┌────────

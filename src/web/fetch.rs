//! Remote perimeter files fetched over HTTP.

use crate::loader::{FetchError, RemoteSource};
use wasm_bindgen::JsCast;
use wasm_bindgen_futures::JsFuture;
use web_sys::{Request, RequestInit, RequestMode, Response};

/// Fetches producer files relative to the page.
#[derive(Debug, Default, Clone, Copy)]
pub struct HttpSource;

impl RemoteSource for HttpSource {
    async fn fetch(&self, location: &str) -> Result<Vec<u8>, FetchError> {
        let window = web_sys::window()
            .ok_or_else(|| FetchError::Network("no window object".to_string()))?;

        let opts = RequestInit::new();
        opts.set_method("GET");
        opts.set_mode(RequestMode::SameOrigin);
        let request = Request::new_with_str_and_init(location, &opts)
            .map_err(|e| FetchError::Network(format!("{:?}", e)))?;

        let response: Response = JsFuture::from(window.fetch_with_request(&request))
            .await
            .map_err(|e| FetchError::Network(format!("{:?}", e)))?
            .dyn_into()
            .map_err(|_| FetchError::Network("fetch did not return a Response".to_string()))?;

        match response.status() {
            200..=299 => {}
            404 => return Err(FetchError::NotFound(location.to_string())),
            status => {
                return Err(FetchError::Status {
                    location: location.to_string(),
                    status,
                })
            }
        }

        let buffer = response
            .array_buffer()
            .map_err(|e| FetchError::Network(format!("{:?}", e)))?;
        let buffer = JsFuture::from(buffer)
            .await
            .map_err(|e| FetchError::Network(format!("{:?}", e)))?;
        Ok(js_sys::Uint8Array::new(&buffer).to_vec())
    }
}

└────────
┌────────

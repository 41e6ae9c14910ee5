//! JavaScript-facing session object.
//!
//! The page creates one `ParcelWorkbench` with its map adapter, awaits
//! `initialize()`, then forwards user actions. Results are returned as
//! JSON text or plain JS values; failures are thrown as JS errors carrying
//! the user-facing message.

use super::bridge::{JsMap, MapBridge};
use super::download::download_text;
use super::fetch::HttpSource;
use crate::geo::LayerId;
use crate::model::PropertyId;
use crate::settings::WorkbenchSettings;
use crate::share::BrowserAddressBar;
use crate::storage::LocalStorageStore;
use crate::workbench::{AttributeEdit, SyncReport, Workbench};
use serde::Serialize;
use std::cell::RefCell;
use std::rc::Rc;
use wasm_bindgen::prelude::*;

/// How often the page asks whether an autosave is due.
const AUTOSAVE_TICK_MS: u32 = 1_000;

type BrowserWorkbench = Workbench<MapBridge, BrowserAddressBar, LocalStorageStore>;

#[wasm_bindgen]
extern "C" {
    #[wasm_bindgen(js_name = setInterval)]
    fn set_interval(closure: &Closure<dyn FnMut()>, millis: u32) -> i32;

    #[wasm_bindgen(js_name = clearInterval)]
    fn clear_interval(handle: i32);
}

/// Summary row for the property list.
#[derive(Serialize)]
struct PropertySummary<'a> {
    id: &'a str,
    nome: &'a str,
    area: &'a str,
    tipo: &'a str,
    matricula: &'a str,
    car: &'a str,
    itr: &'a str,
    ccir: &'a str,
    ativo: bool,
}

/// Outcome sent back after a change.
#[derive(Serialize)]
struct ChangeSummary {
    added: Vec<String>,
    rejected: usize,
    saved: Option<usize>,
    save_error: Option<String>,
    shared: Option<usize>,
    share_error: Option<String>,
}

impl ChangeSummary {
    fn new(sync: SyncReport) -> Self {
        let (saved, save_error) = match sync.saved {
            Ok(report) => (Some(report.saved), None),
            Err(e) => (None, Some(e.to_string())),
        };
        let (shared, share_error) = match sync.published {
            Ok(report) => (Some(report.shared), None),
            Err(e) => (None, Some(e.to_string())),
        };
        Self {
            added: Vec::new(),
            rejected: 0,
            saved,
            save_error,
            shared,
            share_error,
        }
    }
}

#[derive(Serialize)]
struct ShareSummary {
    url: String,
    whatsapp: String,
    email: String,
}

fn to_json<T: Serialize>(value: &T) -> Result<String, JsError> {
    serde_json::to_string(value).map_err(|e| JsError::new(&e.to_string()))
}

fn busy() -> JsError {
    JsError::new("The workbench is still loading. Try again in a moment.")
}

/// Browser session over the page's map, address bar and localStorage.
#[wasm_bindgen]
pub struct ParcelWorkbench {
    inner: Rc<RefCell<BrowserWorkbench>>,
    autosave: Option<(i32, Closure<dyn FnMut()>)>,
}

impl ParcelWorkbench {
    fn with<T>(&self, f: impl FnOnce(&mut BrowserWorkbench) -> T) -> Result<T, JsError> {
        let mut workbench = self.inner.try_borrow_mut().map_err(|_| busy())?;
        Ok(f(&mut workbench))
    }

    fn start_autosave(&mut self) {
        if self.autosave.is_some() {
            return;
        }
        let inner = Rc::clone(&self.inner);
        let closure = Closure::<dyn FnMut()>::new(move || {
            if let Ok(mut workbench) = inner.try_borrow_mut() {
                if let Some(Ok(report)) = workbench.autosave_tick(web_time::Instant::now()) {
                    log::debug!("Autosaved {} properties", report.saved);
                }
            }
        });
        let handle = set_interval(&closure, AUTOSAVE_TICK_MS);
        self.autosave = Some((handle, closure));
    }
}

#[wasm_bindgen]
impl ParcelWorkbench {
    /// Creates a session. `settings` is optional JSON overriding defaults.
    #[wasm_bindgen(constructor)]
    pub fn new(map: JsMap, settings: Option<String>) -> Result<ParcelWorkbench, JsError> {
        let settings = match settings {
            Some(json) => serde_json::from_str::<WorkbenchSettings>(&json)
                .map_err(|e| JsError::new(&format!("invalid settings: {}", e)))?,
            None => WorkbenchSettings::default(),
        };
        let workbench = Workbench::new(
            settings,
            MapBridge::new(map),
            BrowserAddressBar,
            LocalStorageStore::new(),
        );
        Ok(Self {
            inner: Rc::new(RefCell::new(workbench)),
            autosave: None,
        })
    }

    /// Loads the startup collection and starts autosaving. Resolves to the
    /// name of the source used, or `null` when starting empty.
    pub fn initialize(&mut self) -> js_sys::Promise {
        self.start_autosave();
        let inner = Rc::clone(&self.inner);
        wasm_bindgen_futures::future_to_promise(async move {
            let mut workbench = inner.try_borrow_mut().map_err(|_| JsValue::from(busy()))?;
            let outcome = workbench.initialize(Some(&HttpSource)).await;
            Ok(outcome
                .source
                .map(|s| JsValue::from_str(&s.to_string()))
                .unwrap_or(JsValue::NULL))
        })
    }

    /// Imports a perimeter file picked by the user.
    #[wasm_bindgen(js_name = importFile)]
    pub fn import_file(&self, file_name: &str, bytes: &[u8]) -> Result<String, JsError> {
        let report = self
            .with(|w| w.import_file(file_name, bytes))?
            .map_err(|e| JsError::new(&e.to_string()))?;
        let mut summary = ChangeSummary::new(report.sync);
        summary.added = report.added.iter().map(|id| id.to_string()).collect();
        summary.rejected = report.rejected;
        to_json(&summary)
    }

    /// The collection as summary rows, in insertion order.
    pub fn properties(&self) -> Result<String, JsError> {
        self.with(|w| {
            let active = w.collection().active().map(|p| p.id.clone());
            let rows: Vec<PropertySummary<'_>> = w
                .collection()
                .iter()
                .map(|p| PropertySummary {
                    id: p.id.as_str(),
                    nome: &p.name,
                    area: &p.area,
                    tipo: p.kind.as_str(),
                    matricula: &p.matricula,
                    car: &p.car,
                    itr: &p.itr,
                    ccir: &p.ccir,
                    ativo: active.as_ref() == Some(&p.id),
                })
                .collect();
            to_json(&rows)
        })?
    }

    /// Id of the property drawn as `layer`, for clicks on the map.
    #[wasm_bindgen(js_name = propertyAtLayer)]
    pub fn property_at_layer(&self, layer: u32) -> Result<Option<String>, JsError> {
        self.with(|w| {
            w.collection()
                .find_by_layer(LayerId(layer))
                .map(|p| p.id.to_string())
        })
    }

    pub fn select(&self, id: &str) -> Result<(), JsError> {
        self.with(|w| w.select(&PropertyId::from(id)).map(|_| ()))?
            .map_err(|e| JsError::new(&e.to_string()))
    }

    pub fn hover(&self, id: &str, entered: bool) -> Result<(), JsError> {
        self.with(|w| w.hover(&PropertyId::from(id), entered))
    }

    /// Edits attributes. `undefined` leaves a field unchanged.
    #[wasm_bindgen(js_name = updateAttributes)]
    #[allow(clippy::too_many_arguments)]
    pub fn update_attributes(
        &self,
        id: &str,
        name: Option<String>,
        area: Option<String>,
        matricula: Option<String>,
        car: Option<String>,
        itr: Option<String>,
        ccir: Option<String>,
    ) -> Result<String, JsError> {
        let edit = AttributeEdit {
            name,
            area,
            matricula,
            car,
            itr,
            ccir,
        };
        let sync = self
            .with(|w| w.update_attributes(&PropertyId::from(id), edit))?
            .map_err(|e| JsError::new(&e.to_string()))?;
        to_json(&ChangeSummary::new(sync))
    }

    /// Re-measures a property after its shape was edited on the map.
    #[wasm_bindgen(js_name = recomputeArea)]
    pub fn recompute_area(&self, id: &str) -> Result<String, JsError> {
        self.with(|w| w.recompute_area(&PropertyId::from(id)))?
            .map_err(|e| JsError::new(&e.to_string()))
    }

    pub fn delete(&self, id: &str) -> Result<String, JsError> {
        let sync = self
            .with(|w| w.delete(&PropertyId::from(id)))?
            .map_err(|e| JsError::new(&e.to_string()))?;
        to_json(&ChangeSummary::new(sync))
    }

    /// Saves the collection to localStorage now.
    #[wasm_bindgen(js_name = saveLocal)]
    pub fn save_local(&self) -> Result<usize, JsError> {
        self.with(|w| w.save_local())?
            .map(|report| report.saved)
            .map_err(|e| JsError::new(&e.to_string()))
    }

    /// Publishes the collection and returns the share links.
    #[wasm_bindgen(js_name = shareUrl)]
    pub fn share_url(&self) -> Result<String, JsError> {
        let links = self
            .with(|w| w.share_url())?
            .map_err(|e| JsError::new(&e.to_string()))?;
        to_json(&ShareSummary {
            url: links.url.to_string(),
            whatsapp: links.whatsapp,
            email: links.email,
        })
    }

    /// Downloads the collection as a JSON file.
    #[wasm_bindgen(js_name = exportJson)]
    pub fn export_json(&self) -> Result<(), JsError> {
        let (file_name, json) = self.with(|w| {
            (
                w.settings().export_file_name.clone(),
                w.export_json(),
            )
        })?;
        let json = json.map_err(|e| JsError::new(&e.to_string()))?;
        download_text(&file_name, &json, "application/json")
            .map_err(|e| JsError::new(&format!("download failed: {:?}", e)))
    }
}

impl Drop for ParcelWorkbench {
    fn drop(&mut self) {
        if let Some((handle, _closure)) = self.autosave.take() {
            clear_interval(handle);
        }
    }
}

└────────

● **Required action**:
Within the entries above, some lines may contain "PropertySummary". Report how many, and nothing else.

● **Reply to the exercise**:
3